I hardly ever get to take photos of the boys, they're either in their cage being anti social or they fly away when I go to take a photo of them. (typical)

Today I got lucky, I had all 3 out of the cage and.. I got a fair few photos of them. 

Squeaky first:





































Jasper:



















Charlie:




























LMAO. I just noticed Charlies crest! HAHA. :rofl:

And before anyone asks why there's no Ben, it's because he's not yet living with us.


----------



## Raven2322 (Mar 1, 2008)

lol, he does look cute. So do all your boys.


----------



## Renae (Feb 9, 2008)

Lol!

They are real angels when they are quiet.. shame that's only once in a blue moon.


----------



## Bea (Jul 26, 2007)

Awww, look at Charlie's mottled teenage face, how cute!!


----------



## Renae (Feb 9, 2008)

Yeah. :lol: I don't believe he's 6 months old tomorrow.


----------



## xxxSpikexxx (Jul 30, 2007)

They are all so pretty  I love that last picture


----------



## kimmikefids (Aug 2, 2008)

awww what cuties!!!! Charlie sure is on his way to the yellow mask!!!! omg 6 months old!! seems like just yesterday u posted pics of the little babies!!!


----------



## Terri Peters (Dec 24, 2008)

OH! I love that expression on Charlie in his last picture. Too Cute! All your boys are such nice looking young men, but there is something about Charlie I really like.


----------



## Malorey (Jul 23, 2008)

Adorable pair!

Hehe!

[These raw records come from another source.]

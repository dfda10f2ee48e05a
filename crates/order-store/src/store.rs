use async_trait::async_trait;
use chrono::{DateTime, Utc};
use common::{CustomerId, OrderId, RestaurantId, SessionId, TableId};
use domain::{
    CustomerSession, DEFAULT_ESTIMATED_WAIT_MINUTES, Money, Order, OrderGuard, OrderItem,
    OrderPatch, QueueEntry, QueuePriority,
};
use serde::{Deserialize, Serialize};

use crate::{OrderQuery, Result, StoreError};

/// Record that a discount offer was consumed by an order.
#[derive(Debug, Clone, PartialEq, Serialize, Deserialize)]
pub struct OfferUsage {
    pub offer_id: String,
    pub order_id: OrderId,
    pub restaurant_id: RestaurantId,
    pub session_id: Option<SessionId>,
    pub customer_id: Option<CustomerId>,
    pub discount: Money,
    pub used_at: DateTime<Utc>,
}

/// Queue parameters for a new order. The position is assigned by the store.
#[derive(Debug, Clone, Copy, PartialEq, Eq)]
pub struct QueueRequest {
    pub priority: QueuePriority,
    pub estimated_wait_minutes: u32,
}

impl Default for QueueRequest {
    fn default() -> Self {
        Self {
            priority: QueuePriority::Normal,
            estimated_wait_minutes: DEFAULT_ESTIMATED_WAIT_MINUTES,
        }
    }
}

/// Everything written atomically when an order is created.
#[derive(Debug, Clone)]
pub struct NewOrder {
    pub order: Order,
    pub items: Vec<OrderItem>,
    pub queue: QueueRequest,
    pub offer_usage: Option<OfferUsage>,
}

impl NewOrder {
    pub fn new(order: Order, items: Vec<OrderItem>) -> Self {
        Self {
            order,
            items,
            queue: QueueRequest::default(),
            offer_usage: None,
        }
    }

    pub fn with_queue(mut self, queue: QueueRequest) -> Self {
        self.queue = queue;
        self
    }

    pub fn with_offer_usage(mut self, usage: Option<OfferUsage>) -> Self {
        self.offer_usage = usage;
        self
    }
}

/// The rows produced by a successful [`OrderStore::create_order`].
#[derive(Debug, Clone, PartialEq)]
pub struct CreatedOrder {
    pub order: Order,
    pub items: Vec<OrderItem>,
    pub queue_entry: QueueEntry,
}

/// Outcome of a compare-and-set update.
#[derive(Debug, Clone, PartialEq)]
pub enum ConditionalUpdate {
    /// The guard matched and the patch was applied; holds the updated order.
    Applied(Order),
    /// The order exists but no longer matches the guard; holds its current state.
    ConditionFailed(Order),
    /// No order with that id exists.
    NotFound,
}

impl ConditionalUpdate {
    pub fn is_applied(&self) -> bool {
        matches!(self, ConditionalUpdate::Applied(_))
    }

    /// Returns the updated order if the patch was applied.
    pub fn applied(self) -> Option<Order> {
        match self {
            ConditionalUpdate::Applied(order) => Some(order),
            _ => None,
        }
    }
}

/// Core trait for order store implementations.
///
/// All implementations must be thread-safe (Send + Sync).
#[async_trait]
pub trait OrderStore: Send + Sync {
    /// Persists an order with its items, queue entry and offer usage.
    ///
    /// The write is atomic: either every row exists afterwards or none does.
    /// Fails with [`StoreError::Duplicate`] if the order number is already
    /// used within the restaurant.
    async fn create_order(&self, new_order: NewOrder) -> Result<CreatedOrder>;

    /// Retrieves an order by id.
    async fn get_order(&self, order_id: OrderId) -> Result<Option<Order>>;

    /// Retrieves the items of an order.
    async fn get_order_items(&self, order_id: OrderId) -> Result<Vec<OrderItem>>;

    /// Retrieves the queue entry of an order.
    async fn get_queue_entry(&self, order_id: OrderId) -> Result<Option<QueueEntry>>;

    /// Applies `patch` only if the stored order still matches `guard`.
    ///
    /// This is the only way an order is mutated after creation.
    async fn update_order_if(
        &self,
        order_id: OrderId,
        guard: &OrderGuard,
        patch: &OrderPatch,
    ) -> Result<ConditionalUpdate>;

    /// Retrieves orders matching a query, newest first.
    async fn query_orders(&self, query: &OrderQuery) -> Result<Vec<Order>>;

    /// Persists a new customer session.
    async fn create_session(&self, session: CustomerSession) -> Result<CustomerSession>;

    /// Retrieves a session by id.
    async fn get_session(&self, session_id: SessionId) -> Result<Option<CustomerSession>>;

    /// Retrieves the most recent active session at a table.
    async fn find_active_session(
        &self,
        restaurant_id: RestaurantId,
        table_id: TableId,
    ) -> Result<Option<CustomerSession>>;

    /// Marks a session completed. Completing a completed session is a no-op.
    ///
    /// Returns `None` if the session does not exist.
    async fn complete_session(
        &self,
        session_id: SessionId,
        ended_at: DateTime<Utc>,
    ) -> Result<Option<CustomerSession>>;

    /// Retrieves the offer usage recorded for an order.
    async fn get_offer_usage(&self, order_id: OrderId) -> Result<Option<OfferUsage>>;
}

/// Extension trait providing convenience methods for order stores.
#[async_trait]
pub trait OrderStoreExt: OrderStore {
    /// Retrieves an order, failing with `NotFound` if it does not exist.
    async fn require_order(&self, order_id: OrderId) -> Result<Order> {
        self.get_order(order_id)
            .await?
            .ok_or_else(|| StoreError::not_found("Order", order_id))
    }

    /// Retrieves a session, failing with `NotFound` if it does not exist.
    async fn require_session(&self, session_id: SessionId) -> Result<CustomerSession> {
        self.get_session(session_id)
            .await?
            .ok_or_else(|| StoreError::not_found("Session", session_id))
    }
}

impl<T: OrderStore + ?Sized> OrderStoreExt for T {}
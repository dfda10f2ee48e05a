//! Domain layer for the restaurant order workflow.
//!
//! This crate provides the core domain types including:
//! - Order record, order items and the status state machine
//! - Conditional patches used for compare-and-set order updates
//! - Transition events consumed by notification and realtime fan-out
//! - Customer sessions and preparation queue entries
//! - Pure validation and totals calculation
//! - Order number generation

pub mod order;
pub mod order_number;
pub mod session;
pub mod validation;

pub use order::{
    Actor, AppliedOffer, CartItem, CreateOrderRequest, CustomerInfo, DomainEvent, Money, Order,
    OrderError, OrderEvent, OrderGuard, OrderItem, OrderPatch, OrderRef, OrderSource, OrderStatus,
    OrderType, PaymentMethod, PaymentStatus, StaffGuard, UpdateOrderStatus,
};
pub use order_number::{generate_order_number, is_valid_order_number};
pub use session::{
    CustomerSession, DEFAULT_ESTIMATED_WAIT_MINUTES, QueueEntry, QueuePriority, SessionStatus,
};
pub use validation::{
    DEFAULT_PLATFORM_FEE_RATE, Totals, ValidationErrors, ValidationIssue, calculate_totals,
    validate_cart, validate_order,
};
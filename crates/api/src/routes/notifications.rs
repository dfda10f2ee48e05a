//! Notification inbox endpoints.

use std::sync::Arc;

use axum::Json;
use axum::extract::{Path, Query, State};
use common::NotificationId;
use notifications::{NotificationRecord, NotificationStore, Recipient};
use order_store::OrderStore;
use serde::{Deserialize, Serialize};
use uuid::Uuid;

use super::orders::AppState;
use super::parse_id;
use crate::error::ApiError;

#[derive(Debug, Default, Deserialize)]
pub struct InboxParams {
    pub limit: Option<usize>,
}

#[derive(Serialize)]
pub struct InboxResponse {
    pub unread: usize,
    pub notifications: Vec<NotificationRecord>,
}

#[derive(Serialize)]
pub struct MarkAllReadResponse {
    pub marked: usize,
}

fn recipient(recipient_type: &str, id: &str) -> Result<Recipient, ApiError> {
    Ok(Recipient::from_parts(
        recipient_type,
        parse_id::<Uuid>(id, "recipient id")?,
    )?)
}

/// GET /notifications/{recipient_type}/{id} — newest first, with the unread count.
#[tracing::instrument(skip(state, params))]
pub async fn inbox<S: OrderStore + 'static, N: NotificationStore + 'static>(
    State(state): State<Arc<AppState<S, N>>>,
    Path((recipient_type, id)): Path<(String, String)>,
    Query(params): Query<InboxParams>,
) -> Result<Json<InboxResponse>, ApiError> {
    let recipient = recipient(&recipient_type, &id)?;
    let fanout = state.engine.notifications();
    let notifications = fanout.list(recipient, params.limit).await?;
    let unread = fanout.unread_count(recipient).await?;
    Ok(Json(InboxResponse {
        unread,
        notifications,
    }))
}

/// POST /notifications/{id}/read
#[tracing::instrument(skip(state))]
pub async fn mark_read<S: OrderStore + 'static, N: NotificationStore + 'static>(
    State(state): State<Arc<AppState<S, N>>>,
    Path(id): Path<String>,
) -> Result<Json<NotificationRecord>, ApiError> {
    let notification_id: NotificationId = parse_id(&id, "notification id")?;
    let record = state.engine.notifications().mark_read(notification_id).await?;
    Ok(Json(record))
}

/// POST /notifications/{recipient_type}/{id}/read-all
#[tracing::instrument(skip(state))]
pub async fn mark_all_read<S: OrderStore + 'static, N: NotificationStore + 'static>(
    State(state): State<Arc<AppState<S, N>>>,
    Path((recipient_type, id)): Path<(String, String)>,
) -> Result<Json<MarkAllReadResponse>, ApiError> {
    let recipient = recipient(&recipient_type, &id)?;
    let marked = state.engine.notifications().mark_all_read(recipient).await?;
    Ok(Json(MarkAllReadResponse { marked }))
}
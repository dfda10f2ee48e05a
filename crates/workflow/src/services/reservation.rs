//! Table reservation service trait and in-memory implementation.

use std::collections::HashMap;
use std::sync::Arc;
use std::sync::atomic::{AtomicBool, Ordering};

use async_trait::async_trait;
use common::{RestaurantId, SessionId, TableId};
use domain::CustomerInfo;
use tokio::sync::RwLock;

use crate::error::ServiceError;

/// A table held for a dining session.
#[derive(Debug, Clone, PartialEq, Eq)]
pub struct ReservationRequest {
    pub restaurant_id: RestaurantId,
    pub table_id: TableId,
    pub session_id: SessionId,
    pub contact: CustomerInfo,
}

/// Table bookkeeping. Calls are best-effort from the engine's side.
#[async_trait]
pub trait TableReservationService: Send + Sync {
    /// Marks the table occupied by the session.
    async fn reserve(&self, request: &ReservationRequest) -> Result<(), ServiceError>;

    /// Frees the table held by the session.
    async fn release(
        &self,
        restaurant_id: RestaurantId,
        table_id: TableId,
        session_id: SessionId,
    ) -> Result<(), ServiceError>;
}

/// In-memory reservation service for testing.
#[derive(Debug, Clone, Default)]
pub struct InMemoryTableReservationService {
    reservations: Arc<RwLock<HashMap<TableId, ReservationRequest>>>,
    fail_on_reserve: Arc<AtomicBool>,
    fail_on_release: Arc<AtomicBool>,
}

impl InMemoryTableReservationService {
    pub fn new() -> Self {
        Self::default()
    }

    /// Configures the service to fail reserve calls.
    pub fn set_fail_on_reserve(&self, fail: bool) {
        self.fail_on_reserve.store(fail, Ordering::SeqCst);
    }

    /// Configures the service to fail release calls.
    pub fn set_fail_on_release(&self, fail: bool) {
        self.fail_on_release.store(fail, Ordering::SeqCst);
    }

    /// Returns the number of tables currently held.
    pub async fn reservation_count(&self) -> usize {
        self.reservations.read().await.len()
    }

    /// Returns the session holding a table, if any.
    pub async fn holder(&self, table_id: TableId) -> Option<SessionId> {
        self.reservations
            .read()
            .await
            .get(&table_id)
            .map(|r| r.session_id)
    }
}

#[async_trait]
impl TableReservationService for InMemoryTableReservationService {
    async fn reserve(&self, request: &ReservationRequest) -> Result<(), ServiceError> {
        if self.fail_on_reserve.load(Ordering::SeqCst) {
            return Err(ServiceError::Unavailable("reservation service offline".to_string()));
        }
        let mut reservations = self.reservations.write().await;
        match reservations.get(&request.table_id) {
            Some(existing) if existing.session_id != request.session_id => {
                Err(ServiceError::Rejected(format!(
                    "table {} is held by session {}",
                    request.table_id, existing.session_id
                )))
            }
            _ => {
                reservations.insert(request.table_id, request.clone());
                Ok(())
            }
        }
    }

    async fn release(
        &self,
        _restaurant_id: RestaurantId,
        table_id: TableId,
        session_id: SessionId,
    ) -> Result<(), ServiceError> {
        if self.fail_on_release.load(Ordering::SeqCst) {
            return Err(ServiceError::Unavailable("reservation service offline".to_string()));
        }
        let mut reservations = self.reservations.write().await;
        if reservations
            .get(&table_id)
            .is_some_and(|r| r.session_id == session_id)
        {
            reservations.remove(&table_id);
        }
        Ok(())
    }
}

The crest! xD


----------



## kikee (Aug 19, 2008)

What a handsome boy Charlie has become.
Great photos.


----------



## Renae (Feb 9, 2008)

Thanksss!

Charlie's quite the cutie, but a little rugrat he has become also.  It's not the same Charlie who was such an innocent little baby and would be good all the time, now he's trouble ALL the time lol.


----------